======== Records to process ========

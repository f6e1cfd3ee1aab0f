#![forbid(unsafe_code)]

//! Core: an arena-backed forest of checkable nodes.
//!
//! - [`Forest`] owns the nodes and the structural operations (add, move,
//!   graft, detach).
//! - Tri-state checkbox propagation and expand-to-root live on `Forest` too
//!   (see the `state` module docs).
//! - [`query`] provides pre-order, depth-first find/find-all/apply.
//! - Every observable change is queued as a [`TreeEvent`].

pub mod error;
pub mod event;
pub mod forest;
pub mod logging;
pub mod node;
pub mod query;
mod state;
pub mod stateful;

pub use error::{Result, TreeError};
pub use event::{NodeField, TreeEvent};
pub use forest::Forest;
pub use node::{CheckState, Node, NodeId, NodeKey, Subtree};
pub use query::{Ancestors, Preorder, VisibleRow, apply, find_all, find_first};
pub use stateful::{StateKey, Stateful, VersionedState};

// Re-export tracing macros at crate root for ergonomic use.
#[cfg(feature = "tracing")]
pub use logging::{debug, debug_span, trace, trace_span, warn};
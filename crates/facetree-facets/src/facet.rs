#![forbid(unsafe_code)]

//! Facet nodes and facet trees.
//!
//! A facet tree is a forest whose roots are *categories* (one per named
//! aggregation, e.g. `Type` or `Modified`) and whose children are the
//! category's *values* (one per bucket, e.g. `pdf`). Every node carries a
//! name, a document count and an opaque payload.
//!
//! # Invariants
//!
//! 1. Names are unique among siblings and are the key for merging.
//! 2. For any non-leaf node, `doc_count` equals the sum of its children's
//!    counts once [`FacetTree::roll_up_doc_counts`] (or a merge) has run.
//!    [`FacetTree::set_doc_count`] keeps it by re-summing the ancestors.
//! 3. `DocCount` events are queued only when the count actually changes.
//!    [`FacetTree::set_payload`] compares payloads; a merge treats them as
//!    opaque and reports every replacement.
//! 4. Names may contain `/`, so nodes are addressed by name segments
//!    ([`FacetTree::segments`], [`FacetTree::find_path`]). The slash-joined
//!    [`FacetTree::path`] is for display only.

use facetree_core::{
    CheckState, Forest, Node, NodeField, NodeId, Result, Subtree, TreeEvent, find_all, find_first,
};

/// Payload of a facet tree node.
#[derive(Debug, Clone, PartialEq, Eq)]
pub struct FacetNode<P> {
    name: String,
    doc_count: u64,
    payload: Option<P>,
}

impl<P> FacetNode<P> {
    /// A node without payload.
    #[must_use]
    pub fn new(name: impl Into<String>, doc_count: u64) -> Self {
        Self {
            name: name.into(),
            doc_count,
            payload: None,
        }
    }

    /// Attach the raw aggregation object this node was built from.
    #[must_use]
    pub fn with_payload(mut self, payload: P) -> Self {
        self.payload = Some(payload);
        self
    }

    /// Facet label.
    #[must_use]
    pub fn name(&self) -> &str {
        &self.name
    }

    /// Number of matching documents.
    #[must_use]
    pub fn doc_count(&self) -> u64 {
        self.doc_count
    }

    /// The raw aggregation object, if any.
    #[must_use]
    pub fn payload(&self) -> Option<&P> {
        self.payload.as_ref()
    }

    /// Whether the name is empty or whitespace only.
    #[must_use]
    pub fn is_blank(&self) -> bool {
        self.name.trim().is_empty()
    }

    pub(crate) fn take_payload(&mut self) -> Option<P> {
        self.payload.take()
    }
}

/// Build a facet subtree: `facet("Status", 0).child(facet("new", 2))`.
#[must_use]
pub fn facet<P>(name: impl Into<String>, doc_count: u64) -> Subtree<FacetNode<P>> {
    Subtree::new(FacetNode::new(name, doc_count))
}

/// A forest of facet categories and values.
#[derive(Debug, Clone)]
pub struct FacetTree<P> {
    forest: Forest<FacetNode<P>>,
    pub(crate) persistence_id: Option<String>,
}

impl<P> Default for FacetTree<P> {
    fn default() -> Self {
        Self::new()
    }
}

impl<P> From<Forest<FacetNode<P>>> for FacetTree<P> {
    fn from(forest: Forest<FacetNode<P>>) -> Self {
        Self {
            forest,
            persistence_id: None,
        }
    }
}

impl<P> FacetTree<P> {
    /// An empty tree.
    #[must_use]
    pub fn new() -> Self {
        Self::from(Forest::new())
    }

    /// A tree whose categories are the given subtrees, in order.
    #[must_use]
    pub fn from_subtrees<I>(categories: I) -> Self
    where
        I: IntoIterator<Item = Subtree<FacetNode<P>>>,
    {
        Self::from(Forest::from_subtrees(categories))
    }

    /// Set the identifier used as the persistence key.
    #[must_use]
    pub fn with_persistence_id(mut self, id: impl Into<String>) -> Self {
        self.persistence_id = Some(id.into());
        self
    }

    /// The persistence identifier, if set.
    #[must_use]
    pub fn persistence_id(&self) -> Option<&str> {
        self.persistence_id.as_deref()
    }

    /// The underlying forest.
    #[must_use]
    pub fn forest(&self) -> &Forest<FacetNode<P>> {
        &self.forest
    }

    /// Mutable access to the underlying forest (checked/expanded/selected
    /// state, structure).
    pub fn forest_mut(&mut self) -> &mut Forest<FacetNode<P>> {
        &mut self.forest
    }

    /// Unwrap into the underlying forest.
    #[must_use]
    pub fn into_forest(self) -> Forest<FacetNode<P>> {
        self.forest
    }

    /// Whether the tree has no categories.
    #[must_use]
    pub fn is_empty(&self) -> bool {
        self.forest.is_empty()
    }

    /// Categories in display order.
    #[must_use]
    pub fn roots(&self) -> &[NodeId] {
        self.forest.roots()
    }

    /// Look up a node.
    #[must_use]
    pub fn get(&self, id: NodeId) -> Option<&Node<FacetNode<P>>> {
        self.forest.get(id)
    }

    /// Name of a node.
    #[must_use]
    pub fn name(&self, id: NodeId) -> Option<&str> {
        self.forest.data(id).map(FacetNode::name)
    }

    /// Document count of a node.
    #[must_use]
    pub fn doc_count(&self, id: NodeId) -> Option<u64> {
        self.forest.data(id).map(FacetNode::doc_count)
    }

    /// Slash-joined path from the category down to `id`, e.g. `"Status/new"`.
    ///
    /// Not unique when names contain `/`; use [`segments`](Self::segments)
    /// to address a node.
    #[must_use]
    pub fn path(&self, id: NodeId) -> Option<String> {
        self.forest.path(id, FacetNode::name)
    }

    /// Names from the category down to `id`, e.g. `["Status", "N/A"]`.
    #[must_use]
    pub fn segments(&self, id: NodeId) -> Option<Vec<String>> {
        let mut segments = vec![self.name(id)?.to_owned()];
        for ancestor in self.forest.ancestors(id) {
            segments.push(self.name(ancestor)?.to_owned());
        }
        segments.reverse();
        Some(segments)
    }

    /// Resolve name segments from [`segments`](Self::segments) back to a
    /// node.
    #[must_use]
    pub fn find_path<S: AsRef<str>>(&self, segments: &[S]) -> Option<NodeId> {
        let (first, rest) = segments.split_first()?;
        let mut current = self.child_named(self.roots(), first.as_ref())?;
        for segment in rest {
            current = self.child_named(self.forest.children(current), segment.as_ref())?;
        }
        Some(current)
    }

    /// The top-level category with the given name.
    #[must_use]
    pub fn category(&self, name: &str) -> Option<NodeId> {
        find_first(&self.forest, Some(self.roots()), |node| {
            node.parent().is_none() && node.data().name() == name
        })
    }

    /// The value with the given name directly under `category`.
    #[must_use]
    pub fn value(&self, category: NodeId, name: &str) -> Option<NodeId> {
        self.child_named(self.forest.children(category), name)
    }

    /// Every checked node under the named category, pre-order.
    ///
    /// This is what a search trigger turns into filters. Empty when the
    /// category does not exist.
    #[must_use]
    pub fn checked_values(&self, category: &str) -> Vec<NodeId> {
        let items = self.category(category).map(|id| self.forest.children(id));
        find_all(&self.forest, items, |node| {
            node.checked() == CheckState::Checked
        })
    }

    /// Payloads of [`checked_values`](Self::checked_values), skipping nodes
    /// without one.
    #[must_use]
    pub fn checked_payloads(&self, category: &str) -> Vec<&P> {
        self.checked_values(category)
            .into_iter()
            .filter_map(|id| self.forest.data(id).and_then(FacetNode::payload))
            .collect()
    }

    /// Set a leaf's document count and re-sum every ancestor. Returns
    /// whether the leaf's count changed.
    ///
    /// The count of a node with children is the sum of theirs, so setting it
    /// directly is a no-op returning `Ok(false)`.
    pub fn set_doc_count(&mut self, id: NodeId, doc_count: u64) -> Result<bool> {
        if !self.forest.node(id)?.is_leaf() {
            return Ok(false);
        }
        if !write_doc_count(&mut self.forest, id, doc_count) {
            return Ok(false);
        }
        let ancestors: Vec<NodeId> = self.forest.ancestors(id).collect();
        for ancestor in ancestors {
            if let Some(sum) = children_sum(&self.forest, ancestor) {
                write_doc_count(&mut self.forest, ancestor, sum);
            }
        }
        Ok(true)
    }

    /// Replace a node's payload. Returns whether it changed.
    pub fn set_payload(&mut self, id: NodeId, payload: Option<P>) -> Result<bool>
    where
        P: PartialEq,
    {
        self.forest.node(id)?;
        Ok(write_payload(&mut self.forest, id, payload))
    }

    /// Restore the count invariant at every depth: each non-leaf node gets
    /// the sum of its children's counts, bottom-up.
    pub fn roll_up_doc_counts(&mut self) {
        let order: Vec<NodeId> = self.forest.iter().collect();
        for &id in order.iter().rev() {
            if let Some(sum) = children_sum(&self.forest, id) {
                write_doc_count(&mut self.forest, id, sum);
            }
        }
    }

    /// A user click on a node's checkbox. See [`Forest::toggle_checked`].
    pub fn toggle(&mut self, id: NodeId) -> Result<CheckState> {
        self.forest.toggle_checked(id)
    }

    /// Take all queued events.
    pub fn drain_events(&mut self) -> Vec<TreeEvent> {
        self.forest.drain_events()
    }

    fn child_named(&self, ids: &[NodeId], name: &str) -> Option<NodeId> {
        ids.iter()
            .copied()
            .find(|&id| self.name(id) == Some(name))
    }
}

/// Sum of the children's counts, or `None` for a leaf.
pub(crate) fn children_sum<P>(forest: &Forest<FacetNode<P>>, id: NodeId) -> Option<u64> {
    let children = forest.children(id);
    if children.is_empty() {
        return None;
    }
    Some(
        children
            .iter()
            .filter_map(|&child| forest.data(child))
            .map(FacetNode::doc_count)
            .sum(),
    )
}

pub(crate) fn write_doc_count<P>(forest: &mut Forest<FacetNode<P>>, id: NodeId, doc_count: u64) -> bool {
    let Some(node) = forest.data_mut(id) else {
        return false;
    };
    if node.doc_count == doc_count {
        return false;
    }
    node.doc_count = doc_count;
    forest.notify(id, NodeField::DocCount);
    true
}

pub(crate) fn write_payload<P: PartialEq>(
    forest: &mut Forest<FacetNode<P>>,
    id: NodeId,
    payload: Option<P>,
) -> bool {
    let Some(node) = forest.data_mut(id) else {
        return false;
    };
    if node.payload == payload {
        return false;
    }
    node.payload = payload;
    forest.notify(id, NodeField::Payload);
    true
}

/// Assign without comparing; only a `None` to `None` write is silent.
pub(crate) fn replace_payload<P>(
    forest: &mut Forest<FacetNode<P>>,
    id: NodeId,
    payload: Option<P>,
) {
    let Some(node) = forest.data_mut(id) else {
        return;
    };
    if node.payload.is_none() && payload.is_none() {
        return;
    }
    node.payload = payload;
    forest.notify(id, NodeField::Payload);
}
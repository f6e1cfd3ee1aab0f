#![forbid(unsafe_code)]

//! Conversion from search aggregation results.
//!
//! A search backend answers with named aggregations, each holding buckets,
//! and each bucket may nest further named aggregations (a date range
//! wrapping `Today`/`Yesterday`/`Older` sub-ranges, say). The conversion
//! keeps bucket order, makes one category per aggregation and one value per
//! bucket, and carries the bucket itself as the value's payload so a search
//! trigger can turn checked values back into filters.

use facetree_core::Subtree;

use crate::facet::{FacetNode, FacetTree};

/// A named aggregation result.
#[derive(Debug, Clone, PartialEq, Eq, Default)]
#[cfg_attr(
    feature = "state-persistence",
    derive(serde::Serialize, serde::Deserialize)
)]
pub struct Aggregation {
    /// Documents in the aggregation's scope, if the backend reports it.
    pub doc_count: u64,
    /// Buckets in backend order.
    pub buckets: Vec<Bucket>,
}

/// One bucket of an aggregation.
#[derive(Debug, Clone, PartialEq, Eq, Default)]
#[cfg_attr(
    feature = "state-persistence",
    derive(serde::Serialize, serde::Deserialize)
)]
pub struct Bucket {
    /// Bucket key (term, range label). May be empty.
    pub key: String,
    /// Documents in the bucket. Zero for wrapper buckets that only nest
    /// sub-aggregations.
    pub doc_count: u64,
    /// Nested named aggregations, in backend order.
    pub aggregations: Vec<(String, Aggregation)>,
}

impl Aggregation {
    /// An aggregation over the given buckets.
    #[must_use]
    pub fn new(buckets: Vec<Bucket>) -> Self {
        Self {
            doc_count: 0,
            buckets,
        }
    }

    /// Set the reported document count.
    #[must_use]
    pub fn with_doc_count(mut self, doc_count: u64) -> Self {
        self.doc_count = doc_count;
        self
    }

    /// The reported count, or the sum of the buckets' effective counts when
    /// none was reported.
    #[must_use]
    pub fn effective_doc_count(&self) -> u64 {
        if self.doc_count > 0 {
            return self.doc_count;
        }
        self.buckets.iter().map(Bucket::effective_doc_count).sum()
    }
}

impl Bucket {
    /// A bucket with a key and count.
    #[must_use]
    pub fn new(key: impl Into<String>, doc_count: u64) -> Self {
        Self {
            key: key.into(),
            doc_count,
            aggregations: Vec::new(),
        }
    }

    /// Nest a named sub-aggregation.
    #[must_use]
    pub fn with_aggregation(mut self, name: impl Into<String>, aggregation: Aggregation) -> Self {
        self.aggregations.push((name.into(), aggregation));
        self
    }

    /// The bucket's own count, or the sum over its sub-aggregations when
    /// that is zero.
    #[must_use]
    pub fn effective_doc_count(&self) -> u64 {
        if self.doc_count > 0 {
            return self.doc_count;
        }
        self.aggregations
            .iter()
            .map(|(_, aggregation)| aggregation.effective_doc_count())
            .sum()
    }
}

impl FacetTree<Bucket> {
    /// Build a facet tree from named aggregations.
    ///
    /// One category per aggregation, one value per bucket (empty keys
    /// included), order preserved. A category's count is the sum of its
    /// values' counts.
    #[must_use]
    pub fn from_aggregations<I, S>(aggregations: I) -> Self
    where
        I: IntoIterator<Item = (S, Aggregation)>,
        S: Into<String>,
    {
        Self::from_subtrees(
            aggregations
                .into_iter()
                .map(|(name, aggregation)| category(name.into(), aggregation)),
        )
    }
}

fn category(name: String, aggregation: Aggregation) -> Subtree<FacetNode<Bucket>> {
    let values: Vec<_> = aggregation.buckets.into_iter().map(value).collect();
    let doc_count = values.iter().map(|value| value.data().doc_count()).sum();
    Subtree::new(FacetNode::new(name, doc_count)).with_children(values)
}

fn value(bucket: Bucket) -> Subtree<FacetNode<Bucket>> {
    let doc_count = bucket.effective_doc_count();
    Subtree::new(FacetNode::new(bucket.key.clone(), doc_count).with_payload(bucket))
}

========

Start at the first line of the entries and stop at the line that contains "pre-order, depth-first find/find-all/apply.". Repeat every line in that span exactly, and nothing beyond it.

repository f6e1cfd3ee1aab0f
#![forbid(unsafe_code)]

//! Core: an arena-backed forest of checkable nodes.
//!
//! - [`Forest`] owns the nodes and the structural operations (add, move,
//!   graft, detach).
//! - Tri-state checkbox propagation and expand-to-root live on `Forest` too
//!   (see the `state` module docs).
//! - [`query`] provides pre-order, depth-first find/find-all/apply.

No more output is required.